*What you need to do*: Go over the records and copy every line with the string "format".

Collected data
########

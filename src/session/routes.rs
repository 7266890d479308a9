//! REST endpoints for the patient intake flow and committed records.

use std::sync::Arc;

use axum::extract::{Path, Query, State};
use axum::http::StatusCode;
use axum::response::{IntoResponse, Response};
use axum::routing::{get, post};
use axum::{Json, Router};
use serde::Deserialize;
use uuid::Uuid;

use crate::error::IntakeError;
use crate::session::manager::{AnswersRequest, DetailsRequest, IntakeManager, SymptomsRequest};
use crate::store::Database;

/// Default and maximum page size for record listings.
const DEFAULT_LIST_LIMIT: usize = 50;
const MAX_LIST_LIMIT: usize = 500;

/// Shared state for intake routes.
#[derive(Clone)]
pub struct ApiState {
    pub manager: Arc<IntakeManager>,
    pub db: Arc<dyn Database>,
}

/// Map an intake error to its status code and JSON payload.
fn error_response(err: &IntakeError) -> (StatusCode, Json<serde_json::Value>) {
    match err {
        IntakeError::InvalidRequest { field, message } => (
            StatusCode::UNPROCESSABLE_ENTITY,
            Json(serde_json::json!({
                "error": "invalid_request",
                "field": field,
                "message": message,
            })),
        ),
        IntakeError::SessionNotFound { id } => (
            StatusCode::NOT_FOUND,
            Json(serde_json::json!({
                "error": "session_not_found",
                "message": format!("Session {id} not found"),
            })),
        ),
        IntakeError::StepMismatch { .. } => (
            StatusCode::CONFLICT,
            Json(serde_json::json!({
                "error": "step_mismatch",
                "message": err.to_string(),
            })),
        ),
        IntakeError::SessionClosed { id } => (
            StatusCode::GONE,
            Json(serde_json::json!({
                "error": "session_closed",
                "message": format!("Session {id} is already submitted"),
            })),
        ),
    }
}

fn invalid_id() -> Response {
    (
        StatusCode::BAD_REQUEST,
        Json(serde_json::json!({
            "error": "invalid_id",
            "message": "Id must be a UUID",
        })),
    )
        .into_response()
}

// ── Session handlers ────────────────────────────────────────────────

/// POST /api/intake/sessions
///
/// Opens a new intake session and returns the greeting.
async fn begin_session(State(state): State<ApiState>) -> impl IntoResponse {
    let resp = state.manager.begin().await;
    (StatusCode::CREATED, Json(resp))
}

/// GET /api/intake/sessions/{id}
///
/// Returns a snapshot of the session. Works at every step.
async fn session_status(State(state): State<ApiState>, Path(id): Path<String>) -> Response {
    let Ok(id) = Uuid::parse_str(&id) else {
        return invalid_id();
    };
    match state.manager.status(id).await {
        Ok(resp) => Json(resp).into_response(),
        Err(e) => error_response(&e).into_response(),
    }
}

/// POST /api/intake/sessions/{id}/details
///
/// Records the patient's name and email.
async fn submit_details(
    State(state): State<ApiState>,
    Path(id): Path<String>,
    Json(req): Json<DetailsRequest>,
) -> Response {
    let Ok(id) = Uuid::parse_str(&id) else {
        return invalid_id();
    };
    match state.manager.submit_details(id, req).await {
        Ok(resp) => Json(resp).into_response(),
        Err(e) => error_response(&e).into_response(),
    }
}

/// POST /api/intake/sessions/{id}/symptoms
///
/// Selects symptoms and returns the aggregated follow-up form.
async fn select_symptoms(
    State(state): State<ApiState>,
    Path(id): Path<String>,
    Json(req): Json<SymptomsRequest>,
) -> Response {
    let Ok(id) = Uuid::parse_str(&id) else {
        return invalid_id();
    };
    match state.manager.select_symptoms(id, req).await {
        Ok(resp) => Json(resp).into_response(),
        Err(e) => error_response(&e).into_response(),
    }
}

/// POST /api/intake/sessions/{id}/answers
///
/// Submits follow-up answers; completes the intake once all questions are
/// covered.
async fn submit_answers(
    State(state): State<ApiState>,
    Path(id): Path<String>,
    Json(req): Json<AnswersRequest>,
) -> Response {
    let Ok(id) = Uuid::parse_str(&id) else {
        return invalid_id();
    };
    match state.manager.submit_answers(id, req).await {
        Ok(resp) => Json(resp).into_response(),
        Err(e) => error_response(&e).into_response(),
    }
}

// ── Record handlers ─────────────────────────────────────────────────

#[derive(Debug, Deserialize)]
struct ListParams {
    limit: Option<usize>,
}

/// GET /api/records?limit=
///
/// Lists committed records, most recent first.
async fn list_records(
    State(state): State<ApiState>,
    Query(params): Query<ListParams>,
) -> Response {
    let limit = params.limit.unwrap_or(DEFAULT_LIST_LIMIT).min(MAX_LIST_LIMIT);
    match state.db.list_records(limit).await {
        Ok(records) => Json(records).into_response(),
        Err(e) => {
            tracing::error!("Failed to list records: {e}");
            (
                StatusCode::INTERNAL_SERVER_ERROR,
                Json(serde_json::json!({
                    "error": "database",
                    "message": "Failed to list records",
                })),
            )
                .into_response()
        }
    }
}

/// GET /api/records/{id}
///
/// Returns a single committed record, or 404.
async fn show_record(State(state): State<ApiState>, Path(id): Path<String>) -> Response {
    let Ok(id) = Uuid::parse_str(&id) else {
        return invalid_id();
    };
    match state.db.get_record(id).await {
        Ok(Some(record)) => Json(record).into_response(),
        Ok(None) => (
            StatusCode::NOT_FOUND,
            Json(serde_json::json!({
                "error": "record_not_found",
                "message": format!("Record {id} not found"),
            })),
        )
            .into_response(),
        Err(e) => {
            tracing::error!(record_id = %id, "Failed to load record: {e}");
            (
                StatusCode::INTERNAL_SERVER_ERROR,
                Json(serde_json::json!({
                    "error": "database",
                    "message": "Failed to load record",
                })),
            )
                .into_response()
        }
    }
}

/// GET /health
async fn health() -> impl IntoResponse {
    Json(serde_json::json!({
        "status": "ok",
        "service": "clinic-intake"
    }))
}

/// Build the intake REST routes.
pub fn intake_routes(state: ApiState) -> Router {
    Router::new()
        .route("/api/intake/sessions", post(begin_session))
        .route("/api/intake/sessions/{id}", get(session_status))
        .route("/api/intake/sessions/{id}/details", post(submit_details))
        .route("/api/intake/sessions/{id}/symptoms", post(select_symptoms))
        .route("/api/intake/sessions/{id}/answers", post(submit_answers))
        .route("/api/records", get(list_records))
        .route("/api/records/{id}", get(show_record))
        .route("/health", get(health))
        .with_state(state)
}

#[cfg(test)]
mod tests {
    use super::*;

    #[test]
    fn error_responses_carry_the_right_status() {
        let id = Uuid::new_v4();

        let (code, _) = error_response(&IntakeError::invalid("email", "bad"));
        assert_eq!(code, StatusCode::UNPROCESSABLE_ENTITY);

        let (code, _) = error_response(&IntakeError::SessionNotFound { id });
        assert_eq!(code, StatusCode::NOT_FOUND);

        let (code, _) = error_response(&IntakeError::StepMismatch {
            id,
            expected: "follow_up".into(),
            actual: "greeting".into(),
        });
        assert_eq!(code, StatusCode::CONFLICT);

        let (code, _) = error_response(&IntakeError::SessionClosed { id });
        assert_eq!(code, StatusCode::GONE);
    }

    #[test]
    fn invalid_request_payload_names_the_field() {
        let (_, Json(body)) = error_response(&IntakeError::invalid("email", "does not look valid"));
        assert_eq!(body["error"], "invalid_request");
        assert_eq!(body["field"], "email");
        assert_eq!(body["message"], "does not look valid");
    }
}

########

*Solution to this task*:
                "message": format!("Session {id} not found"),
                "message": format!("Session {id} is already submitted"),
                "message": format!("Record {id} not found"),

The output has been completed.